Ruston Kelly's never been one to shy from harsh realism and ugly truth. Within <em>Shape & Destroy</em>'s sparse settings, he embraces a heart-on-sleeve sentimentalism.
Alexa King
Courtesy of the artist
Ruston Kelly's never been one to shy from harsh realism and ugly truth. Within Shape & Destroy's sparse settings, he embraces a heart-on-sleeve sentimentalism.

When your breakthrough record is a post-sobriety look back, where do you go next? There's certainly no shortage of recorded music that covers the "before." Sometimes there's a clear line-in-the-sand in an artist's catalog; other times, there's no obvious intervention, no discernible divide. Nashville singer-songwriter Ruston Kelly's answer, Shape & Destroy, is more refinement than reinvention; a statement of purpose, it offers a path forward in which the process of recovery continues with resolve.

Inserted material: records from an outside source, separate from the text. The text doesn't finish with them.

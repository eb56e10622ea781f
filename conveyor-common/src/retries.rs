// Copyright 2024 Golem Cloud
//
// Licensed under the Apache License, Version 2.0 (the "License");
// you may not use this file except in compliance with the License.
// You may obtain a copy of the License at
//
//     http://www.apache.org/licenses/LICENSE-2.0
//
// Unless required by applicable law or agreed to in writing, software
// distributed under the License is distributed on an "AS IS" BASIS,
// WITHOUT WARRANTIES OR CONDITIONS OF ANY KIND, either express or implied.
// See the License for the specific language governing permissions and
// limitations under the License.

use std::fmt::Display;
use std::future::Future;
use std::pin::Pin;
use std::time::Duration;

use rand::Rng;
use tracing::{debug, warn};

use crate::config::RetryConfig;

/// Runs `action` until it succeeds, the error is not retriable, or
/// `config.max_attempts` is exhausted. Delays grow exponentially from
/// `min_delay` up to `max_delay`, with optional jitter.
pub async fn with_retries<In, F, G, R, E>(
    target: &'static str,
    op: &'static str,
    op_id: Option<String>,
    config: &RetryConfig,
    i: &In,
    action: F,
    is_retriable: G,
) -> Result<R, E>
where
    In: ?Sized,
    F: for<'a> Fn(&'a In) -> Pin<Box<dyn Future<Output = Result<R, E>> + 'a + Send>>,
    G: Fn(&E) -> bool,
    E: Display,
{
    let mut attempts: u32 = 0;
    let mut delay = config.min_delay;

    loop {
        attempts += 1;
        match action(i).await {
            Ok(result) => {
                if attempts > 1 {
                    debug!("[{target}] {op} succeeded after {attempts} attempts");
                }
                return Ok(result);
            }
            Err(error) if attempts < config.max_attempts && is_retriable(&error) => {
                let sleep_for = match config.max_jitter_factor {
                    Some(factor) if factor > 0.0 => {
                        delay.mul_f64(1.0 + rand::rng().random_range(0.0..factor))
                    }
                    _ => delay,
                };
                let op_id = op_id.as_deref().unwrap_or("-");
                warn!(
                    "[{target}] {op} ({op_id}) attempt {attempts}/{} failed: {error}, retrying in {sleep_for:?}",
                    config.max_attempts
                );
                tokio::time::sleep(sleep_for).await;
                delay = std::cmp::min(config.max_delay, delay.mul_f64(config.multiplier));
            }
            Err(error) => return Err(error),
        }
    }
}

#[cfg(test)]
mod tests {
    use super::*;
    use assert2::check;
    use std::sync::atomic::{AtomicU32, Ordering};

    fn fast_retries(max_attempts: u32) -> RetryConfig {
        RetryConfig {
            max_attempts,
            min_delay: Duration::from_millis(1),
            max_delay: Duration::from_millis(2),
            multiplier: 2.0,
            max_jitter_factor: None,
        }
    }

    #[tokio::test]
    async fn retries_until_success() {
        let calls = AtomicU32::new(0);
        let result: Result<u32, String> = with_retries(
            "test",
            "flaky",
            None,
            &fast_retries(5),
            &calls,
            |calls| {
                Box::pin(async move {
                    if calls.fetch_add(1, Ordering::SeqCst) < 2 {
                        Err("not yet".to_string())
                    } else {
                        Ok(42)
                    }
                })
            },
            |_| true,
        )
        .await;

        check!(result == Ok(42));
        check!(calls.load(Ordering::SeqCst) == 3);
    }

    #[tokio::test]
    async fn gives_up_after_max_attempts() {
        let calls = AtomicU32::new(0);
        let result: Result<u32, String> = with_retries(
            "test",
            "hopeless",
            None,
            &fast_retries(3),
            &calls,
            |calls| {
                Box::pin(async move {
                    calls.fetch_add(1, Ordering::SeqCst);
                    Err("still broken".to_string())
                })
            },
            |_| true,
        )
        .await;

        check!(result == Err("still broken".to_string()));
        check!(calls.load(Ordering::SeqCst) == 3);
    }

    #[tokio::test]
    async fn non_retriable_errors_fail_immediately() {
        let calls = AtomicU32::new(0);
        let result: Result<u32, String> = with_retries(
            "test",
            "fatal",
            None,
            &fast_retries(5),
            &calls,
            |calls| {
                Box::pin(async move {
                    calls.fetch_add(1, Ordering::SeqCst);
                    Err("fatal".to_string())
                })
            },
            |_| false,
        )
        .await;

        check!(result == Err("fatal".to_string()));
        check!(calls.load(Ordering::SeqCst) == 1);
    }
}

As an artistic introduction, 2018's Dying Star was a brutal thing of beauty. Unflinchingly honest, Kelly confronted the wreckage that past addictions wrought head on. As the name would imply, it's definitely dark – "I black out in a bar / I get high in my car," goes one line, "I took too many pills again" opens another track – but ultimately, it operates from a place of progress, looking back with clear eyes.

And that's where Shape & Destroy picks up. Building on Kelly's confessional template, it's a continuation of his own redemption story. As Kelly tells it in press material, the title comes from a phrase that came to him while free writing: "Shape the life you want by destroying what obstructs the soul." That duality – that creation sometimes requires some intentional destruction – is a guiding principle on the record.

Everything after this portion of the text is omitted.